La Corte di Cassazione estende i confini del danno da contraffazione

La scorsa settimana la prima Sezione civile della Corte di Cassazione, con sentenza n. 13025/2014, si è pronunciata in merito ai criteri che devono essere adottati dal giudice per la quantificazione del danno da contraffazione.

Il caso aveva riguardato la contraffazione di un marchio ritenuto simile ad un altro precedentemente utilizzato per identificare la medesima categoria di prodotti.

Sulla vicenda era già intervenuta una pronuncia della Corte d’Appello di Torino, che aveva dichiarato la contraffazione del marchio e ne aveva inibito l’utilizzo da parte dell’azienda contraffattrice, con delle pesanti conseguenze economiche: la condanna al pagamento di una somma di denaro, alla pubblicazione della sentenza su alcuni quotidiani, alle spese di entrambi i gradi del giudizio e ad una somma aggiuntiva per ogni confezione di prodotto messa in vendita in violazione della decisione e successivamente alla sua pronuncia.

Tra i motivi del ricorso in Cassazione vi è stata la modalità di quantificazione di tale danno, operata in sede di secondo grado di giudizio, sulla base delle risultanze della Consulenza tecnica d’ufficio svolta sul fatturato della società.

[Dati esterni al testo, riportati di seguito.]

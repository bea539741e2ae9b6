use {
    alloy::primitives::Address,
    std::{
        fmt::{self, Display, Formatter},
        path::PathBuf,
        time::Duration,
    },
    tracing::level_filters::LevelFilter,
    url::Url,
};

#[derive(clap::Parser)]
pub struct Arguments {
    /// The Ethereum node URL to connect to.
    #[clap(long, env, default_value = "http://localhost:8545")]
    pub node_url: Url,

    /// Base URL of the order book API. Defaults to the production API of the
    /// node's chain.
    #[clap(long, env)]
    pub orderbook_url: Option<Url>,

    /// The safe owning the conditional orders.
    #[clap(long, env)]
    pub owner: Address,

    /// Files containing multiplexers serialized as JSON, separated by commas.
    #[clap(long, env, use_value_delimiter = true, required = true)]
    pub multiplexers: Vec<PathBuf>,

    /// Time between two polls of the orders.
    #[clap(long, env, default_value = "12s", value_parser = humantime::parse_duration)]
    pub poll_interval: Duration,

    /// Timeout of order book requests.
    #[clap(long, env, default_value = "10s", value_parser = humantime::parse_duration)]
    pub http_timeout: Duration,

    /// How many failed runs in a row are logged as warnings before they are
    /// reported as errors.
    #[clap(long, env, default_value = "5")]
    pub errors_in_a_row_before_alert: u32,

    #[clap(long, env, default_value = "warn,watchtower=debug,composable=debug")]
    pub log_filter: String,

    #[clap(long, env, default_value = "error")]
    pub log_stderr_threshold: LevelFilter,

    #[clap(long, env)]
    pub use_json_logs: bool,
}

impl Display for Arguments {
    fn fmt(&self, f: &mut Formatter<'_>) -> fmt::Result {
        let Self {
            node_url: _,
            orderbook_url,
            owner,
            multiplexers,
            poll_interval,
            http_timeout,
            errors_in_a_row_before_alert,
            log_filter,
            log_stderr_threshold,
            use_json_logs,
        } = self;

        writeln!(f, "node_url: SECRET")?;
        writeln!(f, "orderbook_url: {orderbook_url:?}")?;
        writeln!(f, "owner: {owner}")?;
        writeln!(f, "multiplexers: {multiplexers:?}")?;
        writeln!(f, "poll_interval: {poll_interval:?}")?;
        writeln!(f, "http_timeout: {http_timeout:?}")?;
        writeln!(
            f,
            "errors_in_a_row_before_alert: {errors_in_a_row_before_alert}"
        )?;
        writeln!(f, "log_filter: {log_filter}")?;
        writeln!(f, "log_stderr_threshold: {log_stderr_threshold}")?;
        writeln!(f, "use_json_logs: {use_json_logs}")?;
        Ok(())
    }
}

La Corte ha rigettato il ricorso, elaborando un principio che è destinato ad avere ampio eco tra le aule dei Tribunali italiani. Viene, infatti, affermata la possibilità di quantificazione del danno anche solo sulla base di una mera riduzione del potenziale di vendita dell’azienda il cui segno distintivo è stato violato. Sul punto, la Suprema Corte ha affermato che “… il danno cagionato all’impresa titolare del marchio contraffatto non necessariamente consiste in una riduzione delle vendite o in un calo del fatturato, rispetto al periodo precedentemente considerato, potendo esso manifestarsi solo in una riduzione del potenziale di vendita e quindi consistere in una minore crescita delle vendite, senza che si abbia una corrispondente riduzione od un calo rispetto agli anni precedenti considerati. Ciò accade, infatti, quando le vendite sono in crescita nel corso del periodo preso in considerazione e, in tali casi, non si manifesta alcun calo o riduzione delle vendite, pur potendosi manifestare un danno da riduzione del potenziale”.